Basically, the risk of consequences should I remain the same, are more than worth the effort, uncomfortability and risk of failure. It's almost a certainty that staying as I am will get me continued frustration, disappointment, unhappiness, and an unfulfilled life. But if I risk failure over and over... I'll get experience and increase the chances that I will be successful in some aspects of this PTSD thing.

I have had some... over time very gradual. I now have a reasonable expectation that there can be more. New experiences to over-write the old ones.
 
Now that you mention it, I do think that my therapist lacks the necessary skills...

So really when we break it down. It is not that you don't want to get better. It is that your therapist doesn't have the necessary skills to help you process your trauma and you are engaging in a type of self blame because it is easier to see yourself not wanting to get well instead of feeling the pain about the feelings around your therapist not be able to work with you?
 
I think that perhaps attention seeking behavior may have gave ER an unwanted consequence. Though the resultant feelings, isn't pain... it's wondering if ER want's to get better. I think that's a great question to be asked particularly since the title of the thread is "Does anyone else not want to get better?"

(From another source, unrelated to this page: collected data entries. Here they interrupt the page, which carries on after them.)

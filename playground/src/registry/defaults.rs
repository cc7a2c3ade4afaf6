//! The stock component table.

use std::time::Duration;

use super::{
    Artifact, ComponentSpec, MountSource, Registry, RegistryError, Template,
    template::ARTIFACTS_MOUNT,
};
use crate::{
    config::{BuilderVariant, ForkName, PlaygroundConfig},
    containers::*,
    genesis::{
        BELLATRIX_FORK_VERSION, CAPELLA_FORK_VERSION, DENEB_FORK_VERSION, ELECTRA_FORK_VERSION,
        FULU_FORK_VERSION, GENESIS_FORK_VERSION, fork_epoch,
    },
    network::AddressClass,
    runtime::{HealthCheck, Probe},
};

/// BLS public key the relay signs with.
pub const RELAY_PUBKEY: &str = "0xa55c1285d84ba83a5ad26420cd5ad3091e49c55a813eee651cd467db38a8c8e63192f47955e9376f6b42f6d190571cb5";
/// BLS secret key matching [`RELAY_PUBKEY`].
pub const RELAY_SECRET_KEY: &str =
    "0x607a11b45a7219cc61a3d9c5fd08c7eebd602a6a19a977f8d3771d5711a550f2";
/// Key the builder pays block rewards from.
const BUILDER_COINBASE_KEY: &str =
    "0x0101010101010101010101010101010101010101010101010101010101010101";
/// Fee recipient used by the consensus clients.
const FEE_RECIPIENT: &str = "0x0000000000000000000000000000000000000000";
/// Token for the relay's private and admin routes.
const RELAY_DEV_TOKEN: &str = "localdevtoken";

const fn secs(s: u64) -> Duration {
    Duration::from_secs(s)
}

fn artifacts() -> MountSource {
    MountSource::Artifacts(None)
}

fn postgres_url(db: &str) -> Template {
    Template::lit("postgres://postgres:postgres@")
        .then_addr(db)
        .then_lit(format!(":{POSTGRES_PORT}/postgres?sslmode=disable"))
}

But blame, is unnecessary as long as ER gets a bead on the situation and why this idea would be attractive.
 
I want to stay like this - suffering, miserable, alone. I want the drama of being so screwed up. I want to be irreparable.

ER? I think I would pick this apart mercilessly. Why is this a pay off for you? What would be your reaction to a friend or your family member or your child if they said this to you? Why are you so drawn to this type of life for yourself? Punishment? Martyrdom?

If you use your rational mind, what can you reasonably expect the quality of your life to be if you allow this thought to dictate your thoughts, actions and feelings?

What, if anything, can you commit to doing to prevent the consequences of this thought?
 
If you're having a bad day and want to stay in, you can still say that and do it. The thing is, maybe you won't HAVE bad days where you want to stay in. Just because you're not "crazy" doesn't mean you have to act "normal".
I don't know if you understand how awesome this was. You're awesome. Thank you. Really. Thank you so so so so very much :) (Hahah. It took me far too long to get those so's right xD)
 
If I "got better" I feel like I wouldn't have the kind of "escape to comfort" the way I do. Then again, I'd like to not be so affected by stress. THAT is something I wouldn't mind "getting better" with

But if you were better you and therefore not so affected by stress, would you need to have the safety of bed and comfort of being so separated that you do now?
 
In a ay I was happy that finally a diagnosis was right. They teach skills and have places but you know triggers still happen and the loss of the now happens. Find a buddy or group that understands to help bring you back. The pain still continues though for me. Meds may help dull the pain but still I know it is there waiting to go off or get released. Give your self a chance try it you may find ways that help. I am in a hope house right now.. best thing that has ever happened to me. People understand
 
I have DID, was a successful system for 49 years til I decomposed in 2009. Trauma recovery therapy is helping me understand and accept the things that happened to me as a child with my adult brain. I am healing and my alters are learning to work together for the good of the Self. But I have been clear with all of doctors that I refuse to get better at the expense of any of my alters.